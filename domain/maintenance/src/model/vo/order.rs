use chrono::{DateTime, Utc};
use domain_fleet::model::vo::VehicleRequest;
use serde::{Deserialize, Serialize};
use uuid::Uuid;

use crate::exception::{ensure_text, MaintenanceException, MaintenanceResult};

/// Free-text justification for pause, resume and cancel.
#[derive(Debug, Clone, Serialize, Deserialize, PartialEq, Default)]
#[serde(rename_all = "camelCase")]
pub struct Reason {
    pub reason: String,
}

/// `programar` payload.
#[derive(Debug, Clone, Serialize, Deserialize, PartialEq, Default)]
#[serde(rename_all = "camelCase")]
pub struct ScheduleOrder {
    pub scheduled_at: DateTime<Utc>,
    #[serde(default)]
    pub responsible: Option<String>,
    #[serde(default)]
    pub team: Vec<String>,
    /// Lines to confirm, by id.
    #[serde(default)]
    pub confirm_materials: Vec<Uuid>,
    #[serde(default)]
    pub confirm_tools: Vec<Uuid>,
    #[serde(default)]
    pub confirm_technicians: Vec<Uuid>,
    #[serde(default)]
    pub vehicle_request: Option<VehicleRequest>,
}

/// `iniciar` payload.
#[derive(Debug, Clone, Serialize, Deserialize, PartialEq, Default)]
#[serde(rename_all = "camelCase")]
pub struct StartOrder {
    /// Crew on site.
    #[serde(default)]
    pub team_present: Vec<String>,
    /// Defaults to now.
    #[serde(default)]
    pub started_at: Option<DateTime<Utc>>,
}

#[derive(Debug, Clone, Serialize, Deserialize, PartialEq, Default)]
#[serde(rename_all = "camelCase")]
pub struct ChecklistUpdate {
    pub items: Vec<ChecklistMark>,
}

#[derive(Debug, Clone, Serialize, Deserialize, PartialEq)]
#[serde(rename_all = "camelCase")]
pub struct ChecklistMark {
    pub item_id: Uuid,
    pub completed: bool,
    #[serde(default)]
    pub note: Option<String>,
}

#[derive(Debug, Clone, Serialize, Deserialize, PartialEq, Default)]
#[serde(rename_all = "camelCase")]
pub struct MaterialUpdate {
    pub items: Vec<MaterialMark>,
}

/// Absent fields are left untouched.
#[derive(Debug, Clone, Serialize, Deserialize, PartialEq, Default)]
#[serde(rename_all = "camelCase")]
pub struct MaterialMark {
    pub line_id: Uuid,
    #[serde(default)]
    pub confirmed: Option<bool>,
    #[serde(default)]
    pub available: Option<bool>,
    #[serde(default)]
    pub consumed_quantity: Option<f64>,
    #[serde(default)]
    pub notes: Option<String>,
}

#[derive(Debug, Clone, Serialize, Deserialize, PartialEq, Default)]
#[serde(rename_all = "camelCase")]
pub struct ToolUpdate {
    pub items: Vec<ToolMark>,
}

#[derive(Debug, Clone, Serialize, Deserialize, PartialEq, Default)]
#[serde(rename_all = "camelCase")]
pub struct ToolMark {
    pub line_id: Uuid,
    #[serde(default)]
    pub confirmed: Option<bool>,
    #[serde(default)]
    pub available: Option<bool>,
    #[serde(default)]
    pub used: Option<bool>,
    #[serde(default)]
    pub returned_condition: Option<String>,
}

#[derive(Debug, Clone, Serialize, Deserialize, PartialEq, Default)]
#[serde(rename_all = "camelCase")]
pub struct TaskResolution {
    #[serde(default)]
    pub note: Option<String>,
}

#[derive(Debug, Clone, Copy, Serialize, Deserialize, PartialEq)]
#[serde(rename_all = "camelCase")]
pub struct MaterialConsumption {
    pub line_id: Uuid,
    pub consumed_quantity: f64,
}

#[derive(Debug, Clone, Copy, Serialize, Deserialize, PartialEq)]
#[serde(rename_all = "camelCase")]
pub struct TechnicianHours {
    pub line_id: Uuid,
    pub hours_worked: f64,
}

/// `finalizar` payload.
#[derive(Debug, Clone, Serialize, Deserialize, PartialEq, Default)]
#[serde(rename_all = "camelCase")]
pub struct FinishOrder {
    pub closure: Closure,
    /// Defaults to now.
    #[serde(default)]
    pub finished_at: Option<DateTime<Utc>>,
    #[serde(default)]
    pub materials: Vec<MaterialConsumption>,
    #[serde(default)]
    pub technicians: Vec<TechnicianHours>,
    /// Reading when the vehicle is returned.
    #[serde(default)]
    pub odometer_end: Option<f64>,
}

/// Closure narrative of a finished order.
#[derive(Debug, Clone, Serialize, Deserialize, PartialEq, Default)]
#[serde(rename_all = "camelCase")]
pub struct Closure {
    pub summary: String,
    #[serde(default)]
    pub problems_found: Option<String>,
    #[serde(default)]
    pub actions_taken: Option<String>,
    #[serde(default)]
    pub recommendations: Option<String>,
    #[serde(default)]
    pub observations: Option<String>,
    /// 1 to 5.
    #[serde(default)]
    pub quality_rating: Option<u8>,
}

impl Closure {
    pub fn validate(&self) -> MaintenanceResult<()> {
        ensure_text("closure.summary", &self.summary)?;
        match self.quality_rating {
            Some(rating) if !(1..=5).contains(&rating) => Err(MaintenanceException::validation(
                "closure.qualityRating",
                format!("expected 1 to 5, got {rating}"),
            )),
            _ => Ok(()),
        }
    }
}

——————

▶ _What you have to do_
Where does the string "model" occur in the listing above? Return every line that contains it.

▶ _Result of this exercise_
filename domain/maintenance/src/model/vo/order.rs
use domain_fleet::model::vo::VehicleRequest;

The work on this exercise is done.